[edit]
VL-Mamba: Exploring State Space Models for Multimodal Learning
Proceedings of The 4th NeurIPS Efficient Natural Language and Speech Processing Workshop, PMLR 262:102-113, 2024.
Abstract
Multimodal large language models (MLLMs) have gained considerable attention due to their ability to integrate visual and textual information, enhancing understanding and providing context for complex tasks. While Transformer-based architectures have been the dominant framework for MLLMs, recent studies suggest that state space models (SSMs) like Mamba can achieve competitive or even superior performance. However, no prior research has investigated the potential of SSMs to replace Transformers in multimodal tasks, which are inherently more challenging due to the heterogeneity of visual and language data and the complexities of aligning these modalities. In this paper, we introduce VL-Mamba, the first study to explore the application of state space models in multimodal learning tasks. VL-Mamba leverages a pretrained Mamba language model as its core, and we propose a novel MultiModal Connector (MMC) that incorporates a Vision Selective Scan (VSS) module to improve visual sequence modeling.
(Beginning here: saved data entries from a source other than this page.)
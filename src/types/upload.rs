use std::fmt::{self, Debug, Formatter};
use std::fs::File;
use std::io::{self, Seek, SeekFrom};
use std::sync::Arc;

use http::HeaderMap;

/// A file part received in a multipart request.
#[derive(Debug)]
pub struct UploadValue {
    /// The name of the file, as sent by the client.
    pub filename: String,
    /// The content type of the file.
    pub content_type: Option<String>,
    /// All headers of the part.
    pub headers: HeaderMap,
    /// The size of the file in bytes.
    pub size: u64,
    /// The file itself, spooled to a temporary file.
    pub content: File,
}

/// Uploaded file.
///
/// **Reference:** <https://github.com/jaydenseric/graphql-multipart-request-spec>
///
/// An `Upload` is a cheap handle to a file part of the current request. It is what ends up in the
/// variables of an operation at every location the `map` field names, so the executor can pick
/// it up with [`Value::as_upload`](enum.Value.html#method.as_upload).
///
/// # Example Curl Request
///
/// ```curl
/// curl 'localhost:8000' \
/// --form 'operations={
///         "query": "mutation ($file: Upload!) { upload(file: $file)  }",
///         "variables": { "file": null }}' \
/// --form 'map={ "0": ["variables.file"] }' \
/// --form '0=@myFile.txt'
/// ```
#[derive(Clone)]
pub struct Upload(Arc<UploadValue>);

static_assertions::assert_impl_all!(Upload: Send, Sync);

impl Upload {
    /// Create an upload from a received file part.
    pub fn new(value: UploadValue) -> Self {
        Self(Arc::new(value))
    }

    /// The name of the file, as sent by the client.
    #[inline]
    pub fn filename(&self) -> &str {
        &self.0.filename
    }

    /// The content type of the file.
    #[inline]
    pub fn content_type(&self) -> Option<&str> {
        self.0.content_type.as_deref()
    }

    /// All headers of the part, a name may carry several values.
    #[inline]
    pub fn headers(&self) -> &HeaderMap {
        &self.0.headers
    }

    /// The size of the file in bytes.
    #[inline]
    pub fn size(&self) -> u64 {
        self.0.size
    }

    /// Open a new handle to the content, positioned at the start of the file.
    ///
    /// Handles share the underlying cursor, so reading several of them concurrently is not
    /// supported.
    pub fn content(&self) -> io::Result<File> {
        let mut file = self.0.content.try_clone()?;
        file.seek(SeekFrom::Start(0))?;
        Ok(file)
    }

    /// Convert to an `AsyncRead` over the content.
    #[cfg(feature = "unblock")]
    #[cfg_attr(feature = "nightly", doc(cfg(feature = "unblock")))]
    pub fn into_async_read(self) -> io::Result<impl futures_util::io::AsyncRead> {
        Ok(blocking::Unblock::new(self.content()?))
    }
}

impl Debug for Upload {
    fn fmt(&self, f: &mut Formatter<'_>) -> fmt::Result {
        f.debug_struct("Upload")
            .field("filename", &self.0.filename)
            .field("content_type", &self.0.content_type)
            .field("size", &self.0.size)
            .finish()
    }
}

/// Two uploads are equal when they refer to the same file part.
impl PartialEq for Upload {
    fn eq(&self, other: &Self) -> bool {
        Arc::ptr_eq(&self.0, &other.0)
    }
}

#[cfg(test)]
pub(crate) fn test_upload(filename: &str, content: &[u8]) -> Upload {
    use std::io::Write;

    let mut file = tempfile::tempfile().unwrap();
    file.write_all(content).unwrap();
    Upload::new(UploadValue {
        filename: filename.to_string(),
        content_type: Some("text/plain".to_string()),
        headers: HeaderMap::new(),
        size: content.len() as u64,
        content: file,
    })
}

#[cfg(test)]
mod tests {
    use super::*;
    use std::io::Read;

    #[test]
    fn test_upload_content() {
        let upload = test_upload("a.txt", b"hello");
        assert_eq!(upload.filename(), "a.txt");
        assert_eq!(upload.content_type(), Some("text/plain"));
        assert_eq!(upload.size(), 5);

        for _ in 0..2 {
            let mut content = String::new();
            upload.content().unwrap().read_to_string(&mut content).unwrap();
            assert_eq!(content, "hello");
        }
    }

    #[test]
    fn test_upload_eq() {
        let a = test_upload("a.txt", b"a");
        let b = test_upload("a.txt", b"a");
        assert_eq!(a, a.clone());
        assert_ne!(a, b);
    }

    #[cfg(feature = "unblock")]
    #[async_std::test]
    async fn test_upload_async_read() {
        use futures_util::io::AsyncReadExt;

        let upload = test_upload("a.txt", b"hello async");
        let mut content = String::new();
        upload
            .into_async_read()
            .unwrap()
            .read_to_string(&mut content)
            .await
            .unwrap();
        assert_eq!(content, "hello async");
    }
}
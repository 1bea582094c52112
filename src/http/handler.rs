#[cfg(feature = "log")]
use std::error::Error as StdError;

use ::http::header::{HeaderValue, CONTENT_TYPE};
use ::http::request::Parts;
use futures_util::future::join_all;
use futures_util::io::AsyncRead;

use super::{is_multipart, receive_multipart, Endpoint, FileMap, MultipartForm, MultipartOptions};
use crate::{BatchRequest, BatchResponse, Executor, ParseRequestError, Request, Response};

/// An HTTP handler for GraphQL multipart requests.
///
/// Requests whose `Content-Type` is `multipart/form-data` are decoded: the `operations` field
/// gives one request or a batch of them, the `map` field tells where the uploaded files go in
/// their variables. Every request whose files could all be placed is handed to the executor, the
/// others are answered with their mapping errors. Any other request is forwarded to the fallback
/// endpoint untouched.
///
/// The response is always `200 OK` with a JSON body, a single response or an array of them
/// depending on whether `operations` was an array.
///
/// # Examples
///
/// ```rust
/// use async_graphql_multipart::http::{MultipartHandler, MultipartOptions};
/// use async_graphql_multipart::{Executor, Request, Response};
/// use futures_util::io::Cursor;
/// use http::request::Parts;
///
/// struct Echo;
///
/// #[async_trait::async_trait]
/// impl Executor for Echo {
///     async fn execute(&self, request: Request, _parts: &Parts) -> Response {
///         Response::new(request.variables)
///     }
/// }
///
/// async fn not_found(_req: http::Request<Cursor<Vec<u8>>>) -> http::Response<Vec<u8>> {
///     let mut resp = http::Response::new(Vec::new());
///     *resp.status_mut() = http::StatusCode::NOT_FOUND;
///     resp
/// }
///
/// let handler = MultipartHandler::new(Echo, MultipartOptions::default(), not_found);
/// ```
pub struct MultipartHandler<E, F> {
    executor: E,
    opts: MultipartOptions,
    fallback: F,
}

impl<E: Executor, F> MultipartHandler<E, F> {
    /// Create a handler executing multipart requests with `executor` and forwarding everything
    /// else to `fallback`.
    ///
    /// With `MultipartOptions::default()` the text fields are bounded by
    /// [`DEFAULT_MAX_MEMORY`](constant.DEFAULT_MAX_MEMORY.html) and files are not limited, set
    /// `max_file_size` and `max_num_files` to bound the temporary files written per request.
    pub fn new(executor: E, opts: MultipartOptions, fallback: F) -> Self {
        Self {
            executor,
            opts,
            fallback,
        }
    }

    /// Returns a function that wraps a fallback endpoint in a handler, for use as a middleware.
    pub fn wrapper(executor: E, opts: MultipartOptions) -> impl Fn(F) -> Self
    where
        E: Clone,
    {
        move |fallback| Self::new(executor.clone(), opts, fallback)
    }

    /// The executor of this handler.
    pub fn executor(&self) -> &E {
        &self.executor
    }

    /// The options used to decode multipart bodies.
    pub fn options(&self) -> MultipartOptions {
        self.opts
    }

    /// Handle an HTTP request.
    pub async fn handle<B>(&self, req: ::http::Request<B>) -> ::http::Response<Vec<u8>>
    where
        B: AsyncRead + Send + 'static,
        F: Endpoint<B>,
    {
        if !is_multipart(req.headers()) {
            #[cfg(feature = "log")]
            log::debug!("forwarding {} {} to the fallback endpoint", req.method(), req.uri());
            return self.fallback.call(req).await;
        }

        let (parts, body) = req.into_parts();
        let response = match self.receive(&parts, body).await {
            Ok(response) => response,
            Err(err) => {
                #[cfg(feature = "log")]
                match err.source() {
                    Some(source) => log::warn!("{}: {}", err, source),
                    None => log::warn!("{}", err),
                }
                Response::from_errors(vec![err.into()]).into()
            }
        };
        json_response(&response)
    }

    async fn receive<B>(&self, parts: &Parts, body: B) -> Result<BatchResponse, ParseRequestError>
    where
        B: AsyncRead + Send + 'static,
    {
        let content_type = parts
            .headers
            .get(CONTENT_TYPE)
            .and_then(|value| value.to_str().ok())
            .unwrap_or_default();
        let boundary = multer::parse_boundary(content_type)?;
        let form = receive_multipart(body, boundary, self.opts).await?;

        let operations = form
            .value("operations")
            .ok_or(ParseRequestError::MissingOperationsField)?;
        let batch_request = BatchRequest::decode(operations)?;
        let map = form.value("map").ok_or(ParseRequestError::MissingMapField)?;
        let file_map = FileMap::parse(map)?;

        Ok(match batch_request {
            BatchRequest::Single(request) => {
                self.execute(request, &file_map, &form, parts).await.into()
            }
            BatchRequest::Batch(requests) => join_all(
                requests
                    .into_iter()
                    .map(|request| self.execute(request, &file_map, &form, parts)),
            )
            .await
            .into(),
        })
    }

    async fn execute(
        &self,
        mut request: Request,
        file_map: &FileMap,
        form: &MultipartForm,
        parts: &Parts,
    ) -> Response {
        let errors = file_map.apply(&mut request, |name| form.file(name));
        if !errors.is_empty() {
            #[cfg(feature = "log")]
            log::debug!(
                "not executing operation at \"{}\": {} mapping error(s)",
                request.path_prefix(),
                errors.len()
            );
            return Response::from_errors(errors);
        }

        #[cfg(feature = "tracing")]
        let span = tracing::info_span!("execute", operation_name = ?request.operation_name);
        let fut = self.executor.execute(request, parts);
        #[cfg(feature = "tracing")]
        let fut = tracing::Instrument::instrument(fut, span);
        fut.await
    }
}

#[async_trait::async_trait]
impl<E, F, B> Endpoint<B> for MultipartHandler<E, F>
where
    E: Executor,
    F: Endpoint<B>,
    B: AsyncRead + Send + 'static,
{
    async fn call(&self, req: ::http::Request<B>) -> ::http::Response<Vec<u8>> {
        self.handle(req).await
    }
}

fn json_response(response: &BatchResponse) -> ::http::Response<Vec<u8>> {
    let body = serde_json::to_vec(response).unwrap_or_else(|_err| {
        #[cfg(feature = "log")]
        log::error!("failed to serialize response: {}", _err);
        br#"{"data":null,"errors":[{"message":"Failed to serialize response"}]}"#.to_vec()
    });
    let mut resp = ::http::Response::new(body);
    resp.headers_mut()
        .insert(CONTENT_TYPE, HeaderValue::from_static("application/json"));
    resp
}
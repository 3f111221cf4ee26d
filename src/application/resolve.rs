//! Cross-source duplicate resolution for a batch of accepted deals.
//!
//! Identity links are symmetric: exact links between identical catalog
//! keys, fuzzy links between similarly titled, similarly priced candidates
//! when at least one side lacks a catalog key. Union-find over all links
//! makes the grouping independent of input order; each group then
//! collapses to one canonical record per the configured strategy.

use serde::{Deserialize, Serialize};
use std::collections::HashMap;
use std::fmt;
use std::str::FromStr;

use crate::domain::entities::deal::{rank_cmp, CanonicalDeal, Deal, SourceRecord};
use crate::domain::values::category::Category;
use crate::domain::values::similarity::token_set_similarity;

/// Minimum token-set title similarity for a fuzzy link.
pub const TITLE_SIMILARITY_THRESHOLD: f64 = 0.85;
/// Maximum relative price gap for a fuzzy link.
pub const PRICE_TOLERANCE: f64 = 0.05;

/// How a duplicate group collapses to its canonical record.
#[derive(Debug, Clone, Copy, Default, PartialEq, Eq, Serialize, Deserialize)]
#[serde(rename_all = "lowercase")]
pub enum MergeStrategy {
    /// Lowest effective price; ties by higher quality score.
    #[default]
    Best,
    /// Earliest detected_at.
    First,
    /// Field-by-field merge preferring the most complete values; scalars
    /// come from the `Best` member.
    Merge,
}

impl fmt::Display for MergeStrategy {
    fn fmt(&self, f: &mut fmt::Formatter<'_>) -> fmt::Result {
        match self {
            Self::Best => write!(f, "best"),
            Self::First => write!(f, "first"),
            Self::Merge => write!(f, "merge"),
        }
    }
}

impl FromStr for MergeStrategy {
    type Err = String;

    fn from_str(s: &str) -> Result<Self, Self::Err> {
        match s.to_lowercase().as_str() {
            "best" => Ok(Self::Best),
            "first" => Ok(Self::First),
            "merge" => Ok(Self::Merge),
            _ => Err(format!(
                "Unknown merge strategy: '{}'. Use 'best', 'first' or 'merge'",
                s
            )),
        }
    }
}

/// Union-find with path halving and union by size.
struct DisjointSet {
    parent: Vec<usize>,
    size: Vec<usize>,
}

impl DisjointSet {
    fn new(n: usize) -> Self {
        Self {
            parent: (0..n).collect(),
            size: vec![1; n],
        }
    }

    fn find(&mut self, mut x: usize) -> usize {
        while self.parent[x] != x {
            self.parent[x] = self.parent[self.parent[x]];
            x = self.parent[x];
        }
        x
    }

    fn union(&mut self, a: usize, b: usize) {
        let (mut ra, mut rb) = (self.find(a), self.find(b));
        if ra == rb {
            return;
        }
        if self.size[ra] < self.size[rb] {
            std::mem::swap(&mut ra, &mut rb);
        }
        self.parent[rb] = ra;
        self.size[ra] += self.size[rb];
    }
}

/// Resolve a batch into canonical deals, ranked for output. The result is
/// identical for any permutation of the input batch.
pub fn resolve_batch(deals: Vec<Deal>, strategy: MergeStrategy) -> Vec<CanonicalDeal> {
    let n = deals.len();
    let mut ds = DisjointSet::new(n);

    // Exact links: identical catalog keys are definite identity.
    let mut by_key: HashMap<&str, usize> = HashMap::new();
    for (i, deal) in deals.iter().enumerate() {
        if let Some(key) = deal.product_key.as_ref().filter(|k| k.is_catalog()) {
            match by_key.get(key.value()) {
                Some(&first) => ds.union(first, i),
                None => {
                    by_key.insert(key.value(), i);
                }
            }
        }
    }

    // Fuzzy links. Two distinct catalog keys are different products and
    // never link; everything else may link on title + price proximity.
    for i in 0..n {
        for j in (i + 1)..n {
            let both_catalog = deals[i]
                .product_key
                .as_ref()
                .is_some_and(|k| k.is_catalog())
                && deals[j]
                    .product_key
                    .as_ref()
                    .is_some_and(|k| k.is_catalog());
            if both_catalog {
                continue;
            }
            if fuzzy_match(&deals[i], &deals[j]) {
                ds.union(i, j);
            }
        }
    }

    let mut groups: HashMap<usize, Vec<usize>> = HashMap::new();
    for i in 0..n {
        let root = ds.find(i);
        groups.entry(root).or_default().push(i);
    }

    let mut canonical: Vec<CanonicalDeal> = groups
        .into_values()
        .map(|members| collapse(&deals, members, strategy))
        .collect();
    canonical.sort_by(|a, b| rank_cmp(&a.deal, &b.deal));
    canonical
}

fn fuzzy_match(a: &Deal, b: &Deal) -> bool {
    let (Some(ta), Some(tb)) = (a.title.as_deref(), b.title.as_deref()) else {
        return false;
    };
    if token_set_similarity(ta, tb) < TITLE_SIMILARITY_THRESHOLD {
        return false;
    }
    let (pa, pb) = (a.effective_price(), b.effective_price());
    let max = pa.max(pb);
    if max <= 0.0 {
        return false;
    }
    (pa - pb).abs() / max <= PRICE_TOLERANCE
}

/// Collapse one group to its canonical record plus audit trail.
fn collapse(deals: &[Deal], mut members: Vec<usize>, strategy: MergeStrategy) -> CanonicalDeal {
    // Canonical member order is input-derived, never insertion-derived.
    members.sort_by(|&a, &b| {
        deals[a]
            .detected_at
            .cmp(&deals[b].detected_at)
            .then_with(|| deals[a].sort_key().cmp(deals[b].sort_key()))
    });

    let best = *members
        .iter()
        .min_by(|&&a, &&b| {
            deals[a]
                .effective_price()
                .partial_cmp(&deals[b].effective_price())
                .unwrap_or(std::cmp::Ordering::Equal)
                .then_with(|| {
                    deals[b]
                        .quality
                        .value
                        .partial_cmp(&deals[a].quality.value)
                        .unwrap_or(std::cmp::Ordering::Equal)
                })
                .then_with(|| deals[a].sort_key().cmp(deals[b].sort_key()))
        })
        .expect("group is never empty");

    let kept = match strategy {
        MergeStrategy::Best => deals[best].clone(),
        MergeStrategy::First => deals[members[0]].clone(),
        MergeStrategy::Merge => merge_fields(deals, &members, best),
    };

    let sources: Vec<SourceRecord> = members.iter().map(|&i| SourceRecord::from(&deals[i])).collect();
    let absorbed = members.len() - 1;
    CanonicalDeal {
        deal: kept,
        sources,
        absorbed,
    }
}

/// Field-by-field merge. Scalars (price, MRP, scores, insights) stay with
/// the best member; descriptive fields prefer the non-null value from the
/// most reliably sourced member, the best member breaking ties.
fn merge_fields(deals: &[Deal], members: &[usize], best: usize) -> Deal {
    // Descriptive-field precedence: higher verification reliability wins,
    // the best member breaks ties, then the stable sort key.
    let preferred: Vec<usize> = {
        let mut p = members.to_vec();
        p.sort_by(|&a, &b| {
            deals[b]
                .confidence
                .breakdown
                .source_reliability
                .partial_cmp(&deals[a].confidence.breakdown.source_reliability)
                .unwrap_or(std::cmp::Ordering::Equal)
                .then_with(|| ((a != best) as u8).cmp(&((b != best) as u8)))
                .then_with(|| deals[a].sort_key().cmp(deals[b].sort_key()))
        });
        p
    };

    let pick_text = |get: &dyn Fn(&Deal) -> Option<String>| -> Option<String> {
        preferred.iter().find_map(|&i| get(&deals[i]))
    };

    let mut merged = deals[best].clone();
    merged.title = pick_text(&|d| d.title.clone());
    merged.store = pick_text(&|d| d.store.clone());
    merged.link = pick_text(&|d| d.link.clone());
    merged.stock_status = pick_text(&|d| d.stock_status.clone());
    merged.seller_info = pick_text(&|d| d.seller_info.clone());
    merged.offers = pick_text(&|d| d.offers.clone());
    merged.deal_type = pick_text(&|d| d.deal_type.clone());
    merged.rating = merged
        .rating
        .or_else(|| preferred.iter().find_map(|&i| deals[i].rating));
    merged.review_count = merged
        .review_count
        .or_else(|| preferred.iter().find_map(|&i| deals[i].review_count));
    // Prefer a catalog key from any member over a fallback key.
    if !merged.product_key.as_ref().is_some_and(|k| k.is_catalog()) {
        if let Some(catalog) = preferred.iter().find_map(|&i| {
            deals[i]
                .product_key
                .clone()
                .filter(|k| k.is_catalog())
        }) {
            merged.product_key = Some(catalog);
        }
    }
    if merged.category == Category::Other {
        if let Some(better) = preferred
            .iter()
            .map(|&i| deals[i].category)
            .find(|c| *c != Category::Other)
        {
            merged.category = better;
        }
    }
    // First sighting across the group.
    merged.detected_at = members
        .iter()
        .map(|&i| deals[i].detected_at)
        .min()
        .unwrap_or(merged.detected_at);
    merged
}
We empirically explore how to effectively apply the 2D vision selective scan mechanism for multimodal learning and the combinations of different vision encoders and variants of pretrained Mamba language models. Our experiments across multiple multimodal benchmarks demonstrate that VL-Mamba achieves competitive performance against small MLLMs of similar size, and in some cases, surpasses larger models such as the 7B and 13B versions of LLaVA-1.5. These results suggest that state space models have the potential to serve as an alternative to Transformers in multimodal learning tasks.